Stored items

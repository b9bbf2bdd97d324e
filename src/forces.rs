//! Internal spring and damping forces derived from the constraint set.

use crate::constraint::DistanceConstraint;
use crate::float::Float;
use crate::particle::Particle;
use crate::vec::Vec;

/// Sum spring-damper forces from every constraint into `forces`.
///
/// `forces` is cleared first and must hold one entry per particle. Each
/// constraint adds its force to `i0` and the opposite to `i1`, so a particle
/// touched by several constraints receives the sum of all of them.
/// Zero-length links contribute nothing.
pub fn accumulate_internal_forces<V: Vec>(
    constraints: &[DistanceConstraint<V>],
    particles: &[Particle<V>],
    damping: V::Scalar,
    forces: &mut [V],
) {
    debug_assert_eq!(particles.len(), forces.len());
    for f in forces.iter_mut() {
        *f = V::zero();
    }

    for c in constraints {
        let a = &particles[c.i0];
        let b = &particles[c.i1];
        let dir = b.position - a.position;
        let len = dir.length();
        if len == V::Scalar::zero() {
            continue;
        }
        let unit = dir.scale(V::Scalar::one() / len);

        let spring = unit.scale(c.stiffness * (len - c.rest_length));
        let closing = (b.velocity - a.velocity).dot(unit);
        let damper = unit.scale(damping * closing);
        let total = spring + damper;

        forces[c.i0] = forces[c.i0] + total;
        forces[c.i1] = forces[c.i1] - total;
    }
}

#[cfg(test)]
mod tests {
    use super::*;
    use crate::constraint::ConstraintKind;
    use crate::vec::Vec3;

    fn link(i0: usize, i1: usize, rest: f64) -> DistanceConstraint<Vec3<f64>> {
        DistanceConstraint::new(i0, i1, rest, 1.0, ConstraintKind::Structural)
    }

    #[test]
    fn stretched_link_pulls_ends_together() {
        let particles = [
            Particle::new(Vec3::new(0.0, 0.0, 0.0), 1.0),
            Particle::new(Vec3::new(2.0, 0.0, 0.0), 1.0),
        ];
        let mut forces = [Vec3::zero(); 2];
        accumulate_internal_forces(&[link(0, 1, 1.0)], &particles, 0.9, &mut forces);
        assert_eq!(forces[0], Vec3::new(1.0, 0.0, 0.0));
        assert_eq!(forces[1], Vec3::new(-1.0, 0.0, 0.0));
    }

    #[test]
    fn forces_sum_across_constraints() {
        // Middle particle is pulled by both neighbours; the contributions
        // cancel only if both are kept.
        let particles = [
            Particle::new(Vec3::new(-2.0, 0.0, 0.0), 1.0),
            Particle::new(Vec3::new(0.0, 0.0, 0.0), 1.0),
            Particle::new(Vec3::new(3.0, 0.0, 0.0), 1.0),
        ];
        let constraints = [link(0, 1, 1.0), link(1, 2, 1.0)];
        let mut forces = [Vec3::zero(); 3];
        accumulate_internal_forces(&constraints, &particles, 0.0, &mut forces);
        // From (0,1): -1 on particle 1. From (1,2): +2 on particle 1.
        assert_eq!(forces[1], Vec3::new(1.0, 0.0, 0.0));
        assert_eq!(forces[0], Vec3::new(1.0, 0.0, 0.0));
        assert_eq!(forces[2], Vec3::new(-2.0, 0.0, 0.0));
    }

    #[test]
    fn damping_opposes_separation() {
        let mut a = Particle::new(Vec3::new(0.0, 0.0, 0.0), 1.0);
        let mut b = Particle::new(Vec3::new(1.0, 0.0, 0.0), 1.0);
        a.velocity = Vec3::new(-1.0, 0.0, 0.0);
        b.velocity = Vec3::new(1.0, 0.0, 0.0);
        let mut forces = [Vec3::zero(); 2];
        accumulate_internal_forces(&[link(0, 1, 1.0)], &[a, b], 0.5, &mut forces);
        assert_eq!(forces[0], Vec3::new(1.0, 0.0, 0.0));
        assert_eq!(forces[1], Vec3::new(-1.0, 0.0, 0.0));
    }

    #[test]
    fn coincident_particles_contribute_nothing() {
        let p = Vec3::new(1.0, 1.0, 1.0);
        let particles = [Particle::new(p, 1.0), Particle::new(p, 1.0)];
        let mut forces = [Vec3::new(5.0, 5.0, 5.0); 2];
        accumulate_internal_forces(&[link(0, 1, 1.0)], &particles, 0.9, &mut forces);
        assert_eq!(forces, [Vec3::zero(); 2]);
    }
}
//! Grid topology: particle layout and structural, shear and bending constraints.

use crate::constraint::{ConstraintKind, DistanceConstraint};
use crate::float::Float;
use crate::vec::Vec3;
use alloc::vec::Vec as AllocVec;

/// Per-class stiffness used when building constraints.
#[derive(Copy, Clone, Debug, PartialEq)]
#[cfg_attr(feature = "serde", derive(serde::Serialize, serde::Deserialize))]
pub struct Stiffness<F: Float> {
    pub structural: F,
    pub shear: F,
    pub bending: F,
}

impl<F: Float> Default for Stiffness<F> {
    fn default() -> Self {
        Stiffness {
            structural: F::one(),
            shear: F::from_f64(0.5),
            bending: F::from_f64(0.1),
        }
    }
}

impl<F: Float> Stiffness<F> {
    pub fn for_kind(&self, kind: ConstraintKind) -> F {
        match kind {
            ConstraintKind::Structural => self.structural,
            ConstraintKind::Shear => self.shear,
            ConstraintKind::Bending => self.bending,
        }
    }
}

/// A rectangular grid of `nx` by `ny` cells, i.e. `(nx+1) * (ny+1)` nodes.
///
/// Node `(i, j)` has index `j * (nx + 1) + i`; row `j == ny` is the top.
#[derive(Copy, Clone, Debug, PartialEq, Eq)]
pub struct GridTopology {
    pub nx: usize,
    pub ny: usize,
}

impl GridTopology {
    pub fn new(nx: usize, ny: usize) -> Self {
        GridTopology { nx, ny }
    }

    pub fn index(&self, i: usize, j: usize) -> usize {
        j * (self.nx + 1) + i
    }

    pub fn cols(&self) -> usize { self.nx + 1 }
    pub fn rows(&self) -> usize { self.ny + 1 }

    pub fn particle_count(&self) -> usize {
        self.cols() * self.rows()
    }

    /// Number of constraints [`build_constraints`](Self::build_constraints) produces.
    pub fn constraint_count(&self) -> usize {
        let (nx, ny) = (self.nx, self.ny);
        let structural = nx * (ny + 1) + (nx + 1) * ny;
        let shear = 2 * nx * ny;
        let bending = nx.saturating_sub(1) * (ny + 1) + (nx + 1) * ny.saturating_sub(1);
        structural + shear + bending
    }

    /// Flat sheet of side `size` centered at the origin in the XY plane.
    ///
    /// A zero cell count along an axis collapses that axis to 0.
    pub fn layout<F: Float>(&self, size: F) -> AllocVec<Vec3<F>> {
        let half = F::half();
        let coord = |k: usize, n: usize| {
            if n == 0 {
                F::zero()
            } else {
                (F::from_usize(k) / F::from_usize(n) - half) * size
            }
        };
        let mut positions = AllocVec::with_capacity(self.particle_count());
        for j in 0..=self.ny {
            for i in 0..=self.nx {
                positions.push(Vec3::new(coord(i, self.nx), coord(j, self.ny), F::zero()));
            }
        }
        positions
    }

    /// Build the constraint list, measuring each rest length from `positions`.
    ///
    /// Order is part of the solver's behavior: nodes are visited row by row
    /// and each node emits, when in range, structural-h, structural-v, both
    /// shear diagonals, bend-h, bend-v.
    pub fn build_constraints<F: Float>(
        &self,
        positions: &[Vec3<F>],
        stiffness: &Stiffness<F>,
    ) -> AllocVec<DistanceConstraint<Vec3<F>>> {
        debug_assert_eq!(positions.len(), self.particle_count());
        let (nx, ny) = (self.nx, self.ny);
        let mut constraints = AllocVec::with_capacity(self.constraint_count());
        let mut add = |a: usize, b: usize, kind: ConstraintKind| {
            constraints.push(DistanceConstraint::from_positions(
                a, b, positions, stiffness.for_kind(kind), kind,
            ));
        };

        for j in 0..=ny {
            for i in 0..=nx {
                if i < nx {
                    add(self.index(i, j), self.index(i + 1, j), ConstraintKind::Structural);
                }
                if j < ny {
                    add(self.index(i, j), self.index(i, j + 1), ConstraintKind::Structural);
                }
                if i < nx && j < ny {
                    add(self.index(i, j), self.index(i + 1, j + 1), ConstraintKind::Shear);
                    add(self.index(i + 1, j), self.index(i, j + 1), ConstraintKind::Shear);
                }
                if i + 2 <= nx {
                    add(self.index(i, j), self.index(i + 2, j), ConstraintKind::Bending);
                }
                if j + 2 <= ny {
                    add(self.index(i, j), self.index(i, j + 2), ConstraintKind::Bending);
                }
            }
        }

        constraints
    }
}

#[cfg(test)]
mod tests {
    use super::*;

    #[test]
    fn correct_particle_count() {
        let grid = GridTopology::new(3, 2);
        assert_eq!(grid.particle_count(), 12);
        assert_eq!(grid.layout(1.0f32).len(), 12);
    }

    #[test]
    fn constraint_count_matches_builder() {
        // 3x2 cells -> 4x3 nodes
        // Structural: 3*3 + 4*2 = 17
        // Shear: 2*3*2 = 12
        // Bending: 2*3 + 4*1 = 10
        let grid = GridTopology::new(3, 2);
        let pos = grid.layout(1.0f64);
        let constraints = grid.build_constraints(&pos, &Stiffness::default());
        assert_eq!(grid.constraint_count(), 39);
        assert_eq!(constraints.len(), 39);
    }

    #[test]
    fn first_node_emits_in_order() {
        let grid = GridTopology::new(2, 2);
        let pos = grid.layout(1.0f64);
        let c = grid.build_constraints(&pos, &Stiffness::default());
        let kinds: AllocVec<_> = c.iter().take(6).map(|c| (c.i0, c.i1, c.kind)).collect();
        assert_eq!(kinds, [
            (0, 1, ConstraintKind::Structural),
            (0, 3, ConstraintKind::Structural),
            (0, 4, ConstraintKind::Shear),
            (1, 3, ConstraintKind::Shear),
            (0, 2, ConstraintKind::Bending),
            (0, 6, ConstraintKind::Bending),
        ]);
    }

    #[test]
    fn stiffness_follows_kind() {
        let grid = GridTopology::new(2, 2);
        let pos = grid.layout(1.0f64);
        let s = Stiffness { structural: 0.9, shear: 0.4, bending: 0.2 };
        for c in grid.build_constraints(&pos, &s) {
            assert_eq!(c.stiffness, s.for_kind(c.kind));
        }
    }

    #[test]
    fn degenerate_grid_is_a_line() {
        let grid = GridTopology::new(0, 3);
        let pos = grid.layout(2.0f64);
        assert_eq!(pos.len(), 4);
        assert!(pos.iter().all(|p| p.x == 0.0));
        let c = grid.build_constraints(&pos, &Stiffness::default());
        // 3 vertical structural + 2 vertical bending
        assert_eq!(c.len(), 5);
        assert_eq!(grid.constraint_count(), 5);
    }

    #[test]
    fn single_node_has_no_constraints() {
        let grid = GridTopology::new(0, 0);
        let pos = grid.layout(1.0f32);
        assert_eq!(pos, [Vec3::new(0.0, 0.0, 0.0)]);
        assert!(grid.build_constraints(&pos, &Stiffness::default()).is_empty());
    }
}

§ **EXERCISE PROMPT**: In the records, which lines mention the word "DistanceConstraint"? Copy those lines.

§ **ANSWER TO THIS PROBLEM**:
use crate::constraint::DistanceConstraint;
    constraints: &[DistanceConstraint<V>],
    fn link(i0: usize, i1: usize, rest: f64) -> DistanceConstraint<Vec3<f64>> {
        DistanceConstraint::new(i0, i1, rest, 1.0, ConstraintKind::Structural)
use crate::constraint::{ConstraintKind, DistanceConstraint};
    ) -> AllocVec<DistanceConstraint<Vec3<F>>> {
            constraints.push(DistanceConstraint::from_positions(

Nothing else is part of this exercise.